Дедал. Что ты сравниваешь! Фаэтон возомнил о себе, он хотел быть выше всех…
Икар. А разве мы не хотим быть выше?
Дедал. Вот чудак! У нас же просто нет выхода.
Хор.
Нет! выхода! Дедал. Мы летим потому, что на земле невозможно жить, на земле немыслимые условия.
Икар. Но ведь люди остаются…
Дедал. Мне очень жаль, Икар, но в такую минуту приходится думать о себе. Если боги доверились дуракам, которые рассеяли по земле несчастья, то что же остается человеку, как не думать прежде всего о себе?.. Ну вот, готово второе крыло. Теперь, Икар, ты у меня будешь, как птица. Лучше всего быть птицей, когда на земле такое делается. Эх, и полетим мы с тобой, Икар! Знаешь, сверху все кажется таким маленьким, еле заметным.

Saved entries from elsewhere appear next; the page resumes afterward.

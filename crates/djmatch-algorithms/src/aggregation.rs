//! Node weight aggregation for the node-centered algorithms.

use serde::Deserialize;

use djmatch_core::{ArcId, EdgeWeight, WeightMap};

/// How a vertex's incident arc weights fold into one node weight.
#[derive(Debug, Clone, Copy, PartialEq, Eq, Deserialize)]
#[serde(rename_all = "snake_case")]
pub enum Aggregate {
    Sum,
    Max,
    Avg,
    Median,
    /// Sum of the `b` heaviest incident arcs.
    BSum,
}

impl Aggregate {
    pub fn label(&self) -> &'static str {
        match self {
            Aggregate::Sum => "SUM",
            Aggregate::Max => "MAX",
            Aggregate::Avg => "AVG",
            Aggregate::Median => "MEDIAN",
            Aggregate::BSum => "B_SUM",
        }
    }
}

/// Aggregates the weights of a non-empty incidence list that is sorted by
/// descending weight.
pub fn aggregate_weights(
    edges: &[ArcId],
    weights: &WeightMap,
    kind: Aggregate,
    b: u32,
) -> EdgeWeight {
    debug_assert!(!edges.is_empty());
    let size = edges.len();
    if size == 1 {
        return weights.get(edges[0]);
    }
    match kind {
        Aggregate::Sum => edges.iter().map(|&a| weights.get(a)).sum(),
        Aggregate::Max => weights.get(edges[0]),
        Aggregate::Avg => edges.iter().map(|&a| weights.get(a)).sum::<EdgeWeight>() / size as u64,
        Aggregate::Median => {
            if size % 2 != 0 {
                weights.get(edges[size / 2])
            } else {
                (weights.get(edges[size / 2]) + weights.get(edges[size / 2 - 1])) / 2
            }
        }
        Aggregate::BSum => edges
            .iter()
            .take(size.min(b as usize))
            .map(|&a| weights.get(a))
            .sum(),
    }
}

#[cfg(test)]
mod tests {
    use super::*;

    fn setup() -> (Vec<ArcId>, WeightMap) {
        // Sorted descending: 10, 6, 4, 2.
        let edges: Vec<ArcId> = (0..4).map(ArcId).collect();
        let mut weights = WeightMap::with_num_arcs(4);
        for (arc, w) in edges.iter().zip([10u64, 6, 4, 2]) {
            weights.set(*arc, w);
        }
        (edges, weights)
    }

    #[test]
    fn test_aggregates() {
        let (edges, weights) = setup();
        assert_eq!(aggregate_weights(&edges, &weights, Aggregate::Sum, 2), 22);
        assert_eq!(aggregate_weights(&edges, &weights, Aggregate::Max, 2), 10);
        assert_eq!(aggregate_weights(&edges, &weights, Aggregate::Avg, 2), 5);
        assert_eq!(
            aggregate_weights(&edges, &weights, Aggregate::Median, 2),
            5
        );
        assert_eq!(aggregate_weights(&edges, &weights, Aggregate::BSum, 2), 16);
    }

    #[test]
    fn test_odd_median_and_single_edge() {
        let (edges, weights) = setup();
        assert_eq!(
            aggregate_weights(&edges[..3], &weights, Aggregate::Median, 2),
            6
        );
        assert_eq!(
            aggregate_weights(&edges[..1], &weights, Aggregate::BSum, 2),
            10
        );
    }
}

И не будем видеть ни Минотавра, ни его слуг, ни это стадо быков, которые еще недавно были людьми…
Икар. А как же они, отец?
Дедал. Кто?
Икар. Люди.
Дедал. Это их дело. Я не бог и не царь, я всего лишь мужской портной. И я не могу всех обеспечить крыльями… Давай-ка примерим. Вот так. (Примеряет.) Здесь ушьем, здесь дотачаем… Почему я раньше никогда не шил крыльев? Мне не приходило в голову, что они могут понадобиться человеку. Если бы я раньше шил крылья, у меня сейчас был бы опыт, и мы были бы уже где-нибудь далеко. Где-нибудь очень далеко…
Входит Вестник.
Вестник.
Свидетели Истории молчат И до суда ее не доживают. И новый опыт, только постарев, Становится всеобщим достояньем. И на могиле страшного Тифона, И на могиле мерзостной Ехидны Мы говорим: «Ну как же мы могли?» Как мы могли, чтоб злобная Горгона Одним лишь взглядом превратила в камень Отзывчивое сердце человека? Как мы могли безжизненной Химере Людские жизни в жертву приносить? Мы видим только прошлое, как будто У нас глаза сместились на затылок. Но прошлое мы тоже плохо видим: Свидетели Истории — молчат. Уходит.
Хор.
Пускай! помалкивают! Икар. Помнишь нашу канарейку?
Дедал. Ну как же. У нее были хорошие песни, а потом она сломала клетку и улетела.
Икар. Отец, она не сломала клетку, это я ее отпустил. Разве может канарейка сломать клетку?
Дедал. Да, я об этом как-то не подумал. Мне не приходило в голову, что ты можешь отпустить свою любимую канарейку. Почему же ты мне тогда не сказал?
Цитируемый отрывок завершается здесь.